HE biographer of Björnson, Christian Collin, characterizes both Björnson and Ibsen as men of "twostory minds," and suggests that herein lies the secret of their power and charm. The foundation-story, in both cases, is built of material quarried from the historical and legendary past of Norway, its sagas, its folk-lore, and its mythology, and in this rich treasure-house of imagery and fundamental motive both poets found the poetical inspiration of their earlier work. Then the ferment of modern thought became active in their minds, and they built their superstructure out of the materials-political or social, intellectual or moral-provided by contemporary life, discussing or envisaging the problems of the modern world in the light of the creative imagination that had come to maturity during their preoccupation with the deep-rooted ideas that were their racial inheritance. Certainly, the outstanding fact in the career of both poets is the transformation in form, if not in spirit, that came over their work at the age of forty or thereabouts. Ibsen spoke of having had many a lyrical Pegasus slain beneath him, and Björnson proclaimed that the best poet a people could have was he who flung himself into the thick of life, and came most closely in touch with his fellow-men.
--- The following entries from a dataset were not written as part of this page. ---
// tests/common/mod.rs

//! Shared fixtures for the integration tests: a throwaway install area,
//! a repository of freshly built `.tar.gz` artifacts, and test doubles for
//! the extractor, fetcher and hook runner seams.

#![allow(dead_code)]

use flate2::Compression;
use flate2::write::GzEncoder;
use sitepkg::archive::{
    ArtifactManifest, ExtractTarget, ExtractionJournal, Extractor, TarGzExtractor,
};
use sitepkg::db::ChainedDb;
use sitepkg::db::models::FileEntry;
use sitepkg::filesystem::safe_join;
use sitepkg::hash;
use sitepkg::repository::{ArtifactFetcher, DefaultFetcher, IndexRepository, Verification};
use sitepkg::scriptlet::{HookEnv, HookRunner};
use sitepkg::{Error, Installer, Package, PackageSpec, Requirement, Result};
use std::fs::{self, File};
use std::path::{Path, PathBuf};
use std::sync::atomic::{AtomicUsize, Ordering};
use std::sync::{Arc, Mutex};
use tempfile::TempDir;

/// Write a `.tar.gz` artifact holding `files` (relative paths) and an
/// optional post-install hook
pub fn build_artifact(path: &Path, files: &[(&str, &[u8])], post_install: Option<&str>) {
    let file = File::create(path).unwrap();
    let mut builder = tar::Builder::new(GzEncoder::new(file, Compression::default()));

    let mut append = |name: &str, data: &[u8], mode: u32| {
        let mut header = tar::Header::new_gnu();
        header.set_entry_type(tar::EntryType::Regular);
        header.set_size(data.len() as u64);
        header.set_mode(mode);
        builder.append_data(&mut header, name, data).unwrap();
    };

    for (name, data) in files {
        append(name, data, 0o644);
    }
    if let Some(script) = post_install {
        append(".pkginfo/post-install", script.as_bytes(), 0o755);
    }

    builder.into_inner().unwrap().finish().unwrap();
}

/// Default payload of a package: two files below `/opt/sw/<name>`
pub fn default_payload(name: &str) -> Vec<(String, Vec<u8>)> {
    vec![
        (
            format!("opt/sw/{}/bin/{}", name, name),
            format!("#!/bin/sh\necho {}\n", name).into_bytes(),
        ),
        (
            format!("opt/sw/{}/share/README", name),
            format!("{} documentation\n", name).into_bytes(),
        ),
    ]
}

pub fn pkg(name: &str, version: &str, requires: &[&str]) -> Package {
    Package::new(name, version, "1")
        .with_requires(requires.iter().map(|r| Requirement::new(*r)).collect())
}

pub fn spec(s: &str) -> PackageSpec {
    PackageSpec::parse(s).unwrap()
}

/// Throwaway install area with its own repository directory
pub struct Area {
    pub dir: TempDir,
    pub root: PathBuf,
    pub repo_dir: PathBuf,
    pub db_path: PathBuf,
    pub tmp_dir: PathBuf,
    packages: Vec<Package>,
}

impl Area {
    pub fn new() -> Self {
        let dir = tempfile::tempdir().unwrap();
        let root = dir.path().join("area");
        let repo_dir = dir.path().join("repo");
        fs::create_dir_all(&root).unwrap();
        fs::create_dir_all(&repo_dir).unwrap();

        Self {
            db_path: sitepkg::db::paths::default_db_path(&root),
            tmp_dir: dir.path().join("scratch"),
            root,
            repo_dir,
            dir,
            packages: Vec::new(),
        }
    }

    /// Build the default artifact of `pkg` and add it to the repository
    pub fn publish(&mut self, pkg: Package) -> Package {
        let payload = default_payload(&pkg.name);
        self.publish_with(pkg, &payload, None)
    }

    pub fn publish_with_hook(&mut self, pkg: Package, script: &str) -> Package {
        let payload = default_payload(&pkg.name);
        self.publish_with(pkg, &payload, Some(script))
    }

    pub fn publish_with(
        &mut self,
        pkg: Package,
        payload: &[(String, Vec<u8>)],
        post_install: Option<&str>,
    ) -> Package {
        let files: Vec<(&str, &[u8])> = payload
            .iter()
            .map(|(name, data)| (name.as_str(), data.as_slice()))
            .collect();
        self.publish_built(pkg, |artifact| {
            build_artifact(artifact, &files, post_install)
        })
    }

    /// Add `pkg` with an artifact written by `build`
    pub fn publish_built(&mut self, mut pkg: Package, build: impl FnOnce(&Path)) -> Package {
        let artifact = self.repo_dir.join(pkg.artifact_name());
        build(&artifact);

        pkg.location = Some(artifact.display().to_string());
        pkg.checksum = Some(hash::sha256_file(&artifact).unwrap());
        self.packages.push(pkg.clone());
        pkg
    }

    /// Publish `pkg` without a checksum in the index
    pub fn publish_unchecked(&mut self, pkg: Package) -> Package {
        let mut pkg = self.publish(pkg);
        pkg.checksum = None;
        if let Some(last) = self.packages.last_mut() {
            last.checksum = None;
        }
        pkg
    }

    pub fn packages(&self) -> &[Package] {
        &self.packages
    }

    pub fn artifact_of(&self, pkg: &Package) -> PathBuf {
        PathBuf::from(pkg.location.as_deref().unwrap())
    }

    pub fn open_db(&self) -> ChainedDb {
        ChainedDb::open(&self.db_path).unwrap()
    }

    /// Installer over this area's database and repository
    pub fn installer(&self) -> Installer {
        self.installer_with_db(self.open_db())
    }

    pub fn installer_with_db(&self, db: ChainedDb) -> Installer {
        let repo = IndexRepository::from_packages(self.packages.clone());
        Installer::new(&self.root, db, Box::new(repo))
            .unwrap()
            .with_tmp_dir(&self.tmp_dir)
            .with_hook_runner(Box::new(RecordingHooks::default()))
    }

    /// Path of an area entry given in artifact form (`opt/sw/a/...`)
    pub fn path(&self, rel: &str) -> PathBuf {
        self.root.join(rel)
    }

    pub fn installed(&self, pkg: &Package) -> bool {
        self.open_db().is_installed_locally(pkg).unwrap()
    }
}

/// Hook runner that records which packages ran a hook
#[derive(Clone, Default)]
pub struct RecordingHooks {
    pub calls: Arc<Mutex<Vec<String>>>,
    pub fail: bool,
}

impl RecordingHooks {
    pub fn failing() -> Self {
        Self {
            fail: true,
            ..Default::default()
        }
    }

    pub fn calls(&self) -> Vec<String> {
        self.calls.lock().unwrap().clone()
    }
}

impl HookRunner for RecordingHooks {
    fn run(&self, _script: &str, env: &HookEnv) -> Result<()> {
        self.calls.lock().unwrap().push(env.package_name.clone());
        if self.fail {
            return Err(Error::PostHookError(format!(
                "hook of {} exited with status 1",
                env.package_name
            )));
        }
        Ok(())
    }
}

/// Extractor that, for artifacts whose file name starts with `victim`,
/// writes the first `written` files of the payload and then fails
pub struct FaultyExtractor {
    pub victim: String,
    pub written: usize,
    inner: TarGzExtractor,
}

impl FaultyExtractor {
    pub fn new(victim: &str, written: usize) -> Self {
        Self {
            victim: victim.to_string(),
            written,
            inner: TarGzExtractor::new(),
        }
    }
}

impl Extractor for FaultyExtractor {
    fn inspect(&self, artifact: &Path) -> Result<ArtifactManifest> {
        self.inner.inspect(artifact)
    }

    fn extract(
        &self,
        artifact: &Path,
        target: &ExtractTarget<'_>,
        journal: &mut ExtractionJournal,
    ) -> Result<Vec<FileEntry>> {
        let is_victim = artifact
            .file_name()
            .map(|n| n.to_string_lossy().starts_with(&self.victim))
            .unwrap_or(false);
        if !is_victim {
            return self.inner.extract(artifact, target, journal);
        }

        let entries = self.inspect(artifact)?.install_entries(target.relocation);
        for dir in entries.iter().filter(|e| e.is_dir()) {
            journal.create_dir_all(&safe_join(target.root, &dir.path)?)?;
        }
        for file in entries.iter().filter(|e| !e.is_dir()).take(self.written) {
            let dest = safe_join(target.root, &file.path)?;
            journal.record_file(dest.clone());
            fs::write(&dest, b"partial")?;
        }
        Err(Error::ExtractionError(format!(
            "simulated failure after {} files",
            self.written
        )))
    }
}

/// Extractor that writes the payload faithfully, then truncates the first
/// regular file it wrote
pub struct TruncatingExtractor {
    inner: TarGzExtractor,
}

impl TruncatingExtractor {
    pub fn new() -> Self {
        Self {
            inner: TarGzExtractor::new(),
        }
    }
}

impl Extractor for TruncatingExtractor {
    fn inspect(&self, artifact: &Path) -> Result<ArtifactManifest> {
        self.inner.inspect(artifact)
    }

    fn extract(
        &self,
        artifact: &Path,
        target: &ExtractTarget<'_>,
        journal: &mut ExtractionJournal,
    ) -> Result<Vec<FileEntry>> {
        let files = self.inner.extract(artifact, target, journal)?;
        if let Some(file) = files.iter().find(|f| !f.is_dir() && f.size > 0) {
            fs::write(safe_join(target.root, &file.path)?, b"")?;
        }
        Ok(files)
    }
}

/// Fetcher that hands out a corrupted copy for the first `corrupt` fetches
pub struct CorruptingFetcher {
    inner: DefaultFetcher,
    corrupt: usize,
    pub fetches: Arc<AtomicUsize>,
}

impl CorruptingFetcher {
    pub fn new(corrupt: usize) -> Self {
        Self {
            inner: DefaultFetcher::new().unwrap(),
            corrupt,
            fetches: Arc::new(AtomicUsize::new(0)),
        }
    }
}

impl ArtifactFetcher for CorruptingFetcher {
    fn fetch(&self, pkg: &Package, dest_dir: &Path) -> Result<PathBuf> {
        let count = self.fetches.fetch_add(1, Ordering::SeqCst);
        let path = self.inner.fetch(pkg, dest_dir)?;
        if count < self.corrupt {
            fs::write(&path, b"not an artifact")?;
        }
        Ok(path)
    }

    fn verify(&self, path: &Path, pkg: &Package) -> Result<Verification> {
        self.inner.verify(path, pkg)
    }
}

/// Regular files and symlinks below `dir`, relative to it
pub fn files_below(dir: &Path) -> Vec<String> {
    if !dir.exists() {
        return Vec::new();
    }
    let mut files: Vec<String> = walkdir::WalkDir::new(dir)
        .into_iter()
        .filter_map(|e| e.ok())
        .filter(|e| !e.file_type().is_dir())
        .map(|e| {
            e.path()
                .strip_prefix(dir)
                .unwrap()
                .display()
                .to_string()
        })
        .collect();
    files.sort();
    files
}

pub fn names<'a>(packages: impl IntoIterator<Item = &'a Package>) -> Vec<String> {
    packages.into_iter().map(|p| p.name.clone()).collect()
}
If, on the other hand, we ask how the two poets are differentiated, it seems fair to say that Björnson's lower story has deeper foundations, and is more solidly built, than Ibsen's, and that his superstructure does not exhibit so

absolute an abandonment of the material previously used. Ibsen's earlier recourse to saga and legend was rather the expression of the romantic temperament than the result of a racial mandate, and the figures of Catiline and Julian the Apostate served his purpose quite as well as those of the warriors of Halogaland. The latter half of his life found him a romanticist turned realist, and that is all. Now Björnson was also a romanticist turned realist, but his romanticism was of the type which only a Norseman could exhibit, and the realist that he afterwards became never wholly lost those racial traits that made him throughout his career preëminently the voice of his people, and made the mention of his name equivalent to the hoisting of the Norwegian flag. He could never be quite the cosmopolitan that Ibsen became, because, however wide-spreading his tree in its foliage, its roots were firmly planted in his native soil, and the sap of its outermost ramifications welled up from that sustaining source. However sophisticated his work became, it never wholly lost the elements of naïveté and raciness that marked the earlier manifestations of his genius.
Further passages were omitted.